Alphabet-owned antivirus service VirusTotal is cracking down on false positives – and solving a massive problem for software developers in the process.

In a blog this week, the company detailed some of the problems false positives create – which can result in massive reputation damage if a legitimate software or service is accidentally flagged as malware.

Those flags lead to the software being quarantined and blocked from running on end-user machines – something those users would find confusing if they thought their favourite application has suddenly been compromised by malware.

According to VirusTotal, the software publisher not only creates and distributes an app, they now have to block the entire antivirus (AV) vendor's user base, resulting in lost revenue, and trust. In some cases, the vendor will go as far as suing the AV vendor.

"Today, almost every organisation builds internal tools that their finance, accounts payable, HR, etc. teams use.
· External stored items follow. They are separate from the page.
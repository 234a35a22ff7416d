//! Engine counters

use std::sync::atomic::{AtomicU64, Ordering};

use qlrn_core::DropReason;

/// Running counters for one engine instance
#[derive(Debug, Default)]
pub struct EngineStats {
    forwarded: AtomicU64,
    delivered: AtomicU64,
    relayed_broadcasts: AtomicU64,
    route_requests: AtomicU64,
    discoveries_exhausted: AtomicU64,
    link_failures: AtomicU64,
    drops: [AtomicU64; DropReason::ALL.len()],
}

/// Point-in-time copy of [`EngineStats`]
#[derive(Debug, Clone, Default, PartialEq, Eq)]
pub struct StatsSnapshot {
    pub forwarded: u64,
    pub delivered: u64,
    pub relayed_broadcasts: u64,
    pub route_requests: u64,
    pub discoveries_exhausted: u64,
    pub link_failures: u64,
    pub drops: Vec<(DropReason, u64)>,
}

impl StatsSnapshot {
    /// Drops recorded for one reason
    pub fn dropped(&self, reason: DropReason) -> u64 {
        self.drops
            .iter()
            .find(|(r, _)| *r == reason)
            .map_or(0, |(_, n)| *n)
    }

    /// Drops across all reasons
    pub fn total_dropped(&self) -> u64 {
        self.drops.iter().map(|(_, n)| n).sum()
    }
}

impl EngineStats {
    pub(crate) fn forwarded(&self) {
        self.forwarded.fetch_add(1, Ordering::Relaxed);
    }

    pub(crate) fn delivered(&self) {
        self.delivered.fetch_add(1, Ordering::Relaxed);
    }

    pub(crate) fn relayed_broadcast(&self) {
        self.relayed_broadcasts.fetch_add(1, Ordering::Relaxed);
    }

    pub(crate) fn route_request(&self) {
        self.route_requests.fetch_add(1, Ordering::Relaxed);
    }

    pub(crate) fn discovery_exhausted(&self) {
        self.discoveries_exhausted.fetch_add(1, Ordering::Relaxed);
    }

    pub(crate) fn link_failure(&self) {
        self.link_failures.fetch_add(1, Ordering::Relaxed);
    }

    pub(crate) fn dropped(&self, reason: DropReason, count: u64) {
        self.drops[reason.index()].fetch_add(count, Ordering::Relaxed);
    }

    /// Copy the current counters
    pub fn snapshot(&self) -> StatsSnapshot {
        StatsSnapshot {
            forwarded: self.forwarded.load(Ordering::Relaxed),
            delivered: self.delivered.load(Ordering::Relaxed),
            relayed_broadcasts: self.relayed_broadcasts.load(Ordering::Relaxed),
            route_requests: self.route_requests.load(Ordering::Relaxed),
            discoveries_exhausted: self.discoveries_exhausted.load(Ordering::Relaxed),
            link_failures: self.link_failures.load(Ordering::Relaxed),
            drops: DropReason::ALL
                .iter()
                .map(|r| (*r, self.drops[r.index()].load(Ordering::Relaxed)))
                .collect(),
        }
    }
}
All of these tools are prone to false positives, and while this might not have a revenue impact, it certainly has a cost in terms of productivity hours lost because the workforce can't access a given app," the company says.

VirusTotal itself already runs a multi-antivirus service that aggregates the verdicts of more than 70 antivirus engines to give users a second opinion about suspected malicious file.

Based on that, the company decided to add a service that detects erroneous flags of legitimate software.

VirusTotal Monitor is a new service that allows software developers to a private cloud store in VirusTotal.

The company explains: "Files in this private bucket are scanned with all 70+ antivirus vendors in VirusTotal on a daily basis, using the latest detection signature sets. Files also remain absolutely private, not shared with third-parties.

"It is only in the event of a detection that the file will be shared with the antivirus vendor producing the alert. As soon as the file is detected, both the software developer and the antivirus vendor are notified, the antivirus vendor then has access to the file and its metadata (company behind the file, software developer contact information, etc.) so that it can act on the detection and remediate it if it is indeed considered a false positive. The entire process is automatic.

Through the new process, AV vendors are able to find out more information about a file, including who created it, when it was released, its file names, and software suites in which it is used.

VirusTotal says software developers also win from the situation: They can upload their pre-published creation and keep files in the system. They can also automate false positive notifications to AV vendors.

Although the company admits that VirusTotal Monitor is not a free pass to whitelisting any old file, contextual information will allow AV vendors to make better decisions that hopefully lead to fewer false positives.

"The idea is to have a collection of known source software, then each antivirus can decide what kind of trust-based relationship they have with each software publisher," the company concludes.